Risto Hinno and Pablo Bernabeu (2016) data mining, big data

This is a slightly revised version of a course project I shared with Risto Hinno.

1. Introduction

Racism has long been ingrained in human societies. Ancient Greek Aristotle already claimed that non-Greeks were slaves by nature, as they easily submitted to despotic government (Reilly, Kaufman, & Bodino, 2002). This study focuses on racism in the United States, which extends from the foundation of the country, when black people were generally born into slavery, and were at any rate regarded as an inferior people. US racism stands out globally for two reasons. First, the country has played a hegemonic part in the World since soon after its foundation. Second, the US is regarded as the most advanced society technology-wise, as it sets the minutes for the technology sector worldwide. In spite of these advantages, the country has long suffered the plague of widespread racism. Indeed, the abolition of slavery in the mid-nineteenth century did not grant equal citizen rights to the black population. Over time, the black population started to confront this situation. Especially the mid-nineteenth century saw large uprisings and a patent division of different societal sectors, as reflected in literary works such as Ellison’s ‘Invisible Man’ (1952). Inequality and confrontation about racism has extended to date, and the costs thereof have been large in terms of lives and otherwise (Feagin, 2004).
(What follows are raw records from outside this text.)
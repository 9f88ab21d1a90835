//! Session facade: one unit of work over a store.

use crate::commit::CommitReceipt;
use crate::error::{TrackError, TrackResult};
use crate::graph::{GraphNode, GraphWalker, WalkContext, WalkReport};
use crate::record::{EntityRecord, EntityState};
use crate::resolve::{ConcurrencyResolver, RetryBudget, RetryStrategy};
use crate::tracker::EntityTracker;
use std::sync::atomic::{AtomicBool, Ordering};
use std::sync::Arc;
use workset_model::{EntityName, Identity, PropertyValue, ValueMap};
use workset_store::{Clock, Store};

/// A clonable handle that cancels a session's commit loop.
///
/// Raising the flag is sticky; call [`Session::reset_cancel`] to commit
/// again afterwards.
#[derive(Debug, Clone)]
pub struct CancelHandle(Arc<AtomicBool>);

impl CancelHandle {
    /// Requests cancellation of the session's next or current commit loop.
    pub fn cancel(&self) {
        self.0.store(true, Ordering::SeqCst);
    }

    /// Checks whether cancellation was requested.
    #[must_use]
    pub fn is_cancelled(&self) -> bool {
        self.0.load(Ordering::SeqCst)
    }
}

/// One logical unit of work: a tracker bound to a store and a clock.
///
/// A session is a single-writer object; it is owned by exactly one unit of
/// work and is not meant for concurrent mutation. Any number of sessions
/// may share one store, which is where conflicting writes get serialized.
pub struct Session {
    tracker: EntityTracker,
    store: Arc<dyn Store>,
    clock: Arc<dyn Clock>,
    cancelled: Arc<AtomicBool>,
}

impl Session {
    /// Creates a session over a store and a clock.
    #[must_use]
    pub fn new(store: Arc<dyn Store>, clock: Arc<dyn Clock>) -> Self {
        Self {
            tracker: EntityTracker::new(),
            store,
            clock,
            cancelled: Arc::new(AtomicBool::new(false)),
        }
    }

    /// Returns the tracker for read-only inspection.
    #[must_use]
    pub fn tracker(&self) -> &EntityTracker {
        &self.tracker
    }

    /// Returns the backing store.
    #[must_use]
    pub fn store(&self) -> &Arc<dyn Store> {
        &self.store
    }

    /// Returns a handle that can cancel this session's commit loop from
    /// another thread.
    #[must_use]
    pub fn cancel_handle(&self) -> CancelHandle {
        CancelHandle(Arc::clone(&self.cancelled))
    }

    /// Clears a previously raised cancellation flag.
    pub fn reset_cancel(&self) {
        self.cancelled.store(false, Ordering::SeqCst);
    }

    /// Registers a record in the given state.
    ///
    /// # Errors
    ///
    /// See [`EntityTracker::attach`].
    pub fn attach(&mut self, record: EntityRecord, state: EntityState) -> TrackResult<()> {
        self.tracker.attach(record, state)
    }

    /// Tracks a brand-new entity for insertion and returns its placeholder
    /// identity.
    ///
    /// # Errors
    ///
    /// See [`EntityTracker::attach`].
    pub fn attach_new(
        &mut self,
        entity: impl Into<EntityName>,
        values: ValueMap,
    ) -> TrackResult<Identity> {
        let record = EntityRecord::new(entity, Identity::local(), values);
        let identity = record.identity();
        self.tracker.attach(record, EntityState::Added)?;
        Ok(identity)
    }

    /// Loads a row from the store and tracks it as `Unchanged`.
    ///
    /// # Errors
    ///
    /// Returns `NotFound` when the store has no such row.
    pub fn fetch(&mut self, entity: &EntityName, identity: Identity) -> TrackResult<()> {
        let snapshot = self.store.get(entity, identity)?;
        let record = EntityRecord::from_snapshot(entity.clone(), identity, &snapshot);
        self.tracker.attach(record, EntityState::Unchanged)
    }

    /// Transitions a tracked record's state.
    ///
    /// # Errors
    ///
    /// See [`EntityTracker::set_state`].
    pub fn set_state(
        &mut self,
        entity: &EntityName,
        identity: Identity,
        state: EntityState,
    ) -> TrackResult<()> {
        self.tracker.set_state(entity, identity, state)
    }

    /// Flags a property as dirty on a tracked record.
    ///
    /// # Errors
    ///
    /// See [`EntityTracker::mark_modified`].
    pub fn mark_modified(
        &mut self,
        entity: &EntityName,
        identity: Identity,
        name: impl Into<String>,
    ) -> TrackResult<()> {
        self.tracker.mark_modified(entity, identity, name)
    }

    /// Sets a business property value on a tracked record.
    ///
    /// Does not flag the property; pair with [`Session::mark_modified`]
    /// for a partial update.
    ///
    /// # Errors
    ///
    /// Returns a validation error when the record is not tracked.
    pub fn set_value(
        &mut self,
        entity: &EntityName,
        identity: Identity,
        name: impl Into<String>,
        value: impl Into<PropertyValue>,
    ) -> TrackResult<()> {
        let record = self
            .tracker
            .get_mut(entity, identity)
            .ok_or_else(|| TrackError::validation(format!("{identity} in {entity} is not tracked")))?;
        record.set_value(name, value);
        Ok(())
    }

    /// Looks up a tracked record.
    #[must_use]
    pub fn get(&self, entity: &EntityName, identity: Identity) -> Option<&EntityRecord> {
        self.tracker.get(entity, identity)
    }

    /// Detaches a record.
    ///
    /// # Errors
    ///
    /// See [`EntityTracker::detach`].
    pub fn detach(&mut self, entity: &EntityName, identity: Identity) -> TrackResult<()> {
        self.tracker.detach(entity, identity)
    }

    /// Detaches everything, readying the session for the next unit of work.
    pub fn clear(&mut self) {
        self.tracker.clear();
    }

    /// Walks an object graph with the default policy.
    ///
    /// # Errors
    ///
    /// See [`GraphWalker::walk`].
    pub fn walk(&mut self, root: &Arc<GraphNode>, root_state: EntityState) -> TrackResult<WalkReport> {
        GraphWalker::new(&mut self.tracker).walk(root, root_state)
    }

    /// Walks an object graph with a caller-supplied policy.
    ///
    /// # Errors
    ///
    /// See [`GraphWalker::walk_with`].
    pub fn walk_with<F>(&mut self, root: &Arc<GraphNode>, policy: F) -> TrackResult<WalkReport>
    where
        F: FnMut(&WalkContext<'_>) -> Option<EntityState>,
    {
        GraphWalker::new(&mut self.tracker).walk_with(root, policy)
    }

    /// Commits the unit of work, resolving conflicts with the given
    /// strategy until success or an exhausted budget.
    ///
    /// # Errors
    ///
    /// See [`ConcurrencyResolver::commit_with_cancel`].
    pub fn commit(
        &mut self,
        strategy: RetryStrategy,
        budget: RetryBudget,
    ) -> TrackResult<CommitReceipt> {
        let resolver = ConcurrencyResolver::new(self.store.as_ref(), self.clock.as_ref());
        resolver.commit_with_cancel(&mut self.tracker, strategy, budget, &self.cancelled)
    }

    /// Refreshes a tracked record from the store, discarding local edits.
    ///
    /// # Errors
    ///
    /// Returns `NotFound` when the row vanished, or a validation error
    /// when the record is not tracked.
    pub fn reload(&mut self, entity: &EntityName, identity: Identity) -> TrackResult<()> {
        let snapshot = self.store.get(entity, identity)?;
        let record = self
            .tracker
            .get_mut(entity, identity)
            .ok_or_else(|| TrackError::validation(format!("{identity} in {entity} is not tracked")))?;
        record.resolve_database_wins(&snapshot);
        Ok(())
    }
}

impl std::fmt::Debug for Session {
    fn fmt(&self, f: &mut std::fmt::Formatter<'_>) -> std::fmt::Result {
        f.debug_struct("Session")
            .field("tracked", &self.tracker.len())
            .field("cancelled", &self.cancelled.load(Ordering::SeqCst))
            .finish_non_exhaustive()
    }
}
With the era of global communication, what happens in the World’s most powerful country is quickly and largely spread overseas—so too with racism matters. The last major such event related to racism happened during the first weeks of July 2016. Within five days, two cases of dubious, lethal police intervention with black citizens were followed by the killing of five policemen by a black youth. The specific course of events was as follows. On July 5th, Alton Sterling was killed by police officers in Louisiana. Next day, Philando Castile was also killed by police. In this case, the presence of Castile’s girlfriend during the tragedy likely determined the following events, because she described the event to the media, underscoring how gratuitous the killing was. During the following hours, outrage escalated within the already-wary population of the US. Yet the crisis would not stop there. During one of the various demonstrations held across the country, a dozen policemen were shot by a sniper, leaving five of them dead. The attacker was a black youth linked to black militant groups which target the Establishment on the grounds of patent racial discrimination. We will refer to this concatenation of events as the Louisiana-Minnesota-Texas (LMT) crisis.¹

In the welter of events in Louisiana, Minnesota and Texas, some journalists warned of the return of social divisions such as those from the mid-nineteenth century. Such divisions might lead some people to an incomplete perception of the situation, and thus hinder the achievement of any solutions. However, President Obama denied such divisions as he spoke at the funeral for the policemen killed. At the same time, he addressed each of the different groups in the problem, including Establishment institutions and black protesters, advising them all to exercise greater open-mindedness towards the other aspects and bands in the problem (see statement).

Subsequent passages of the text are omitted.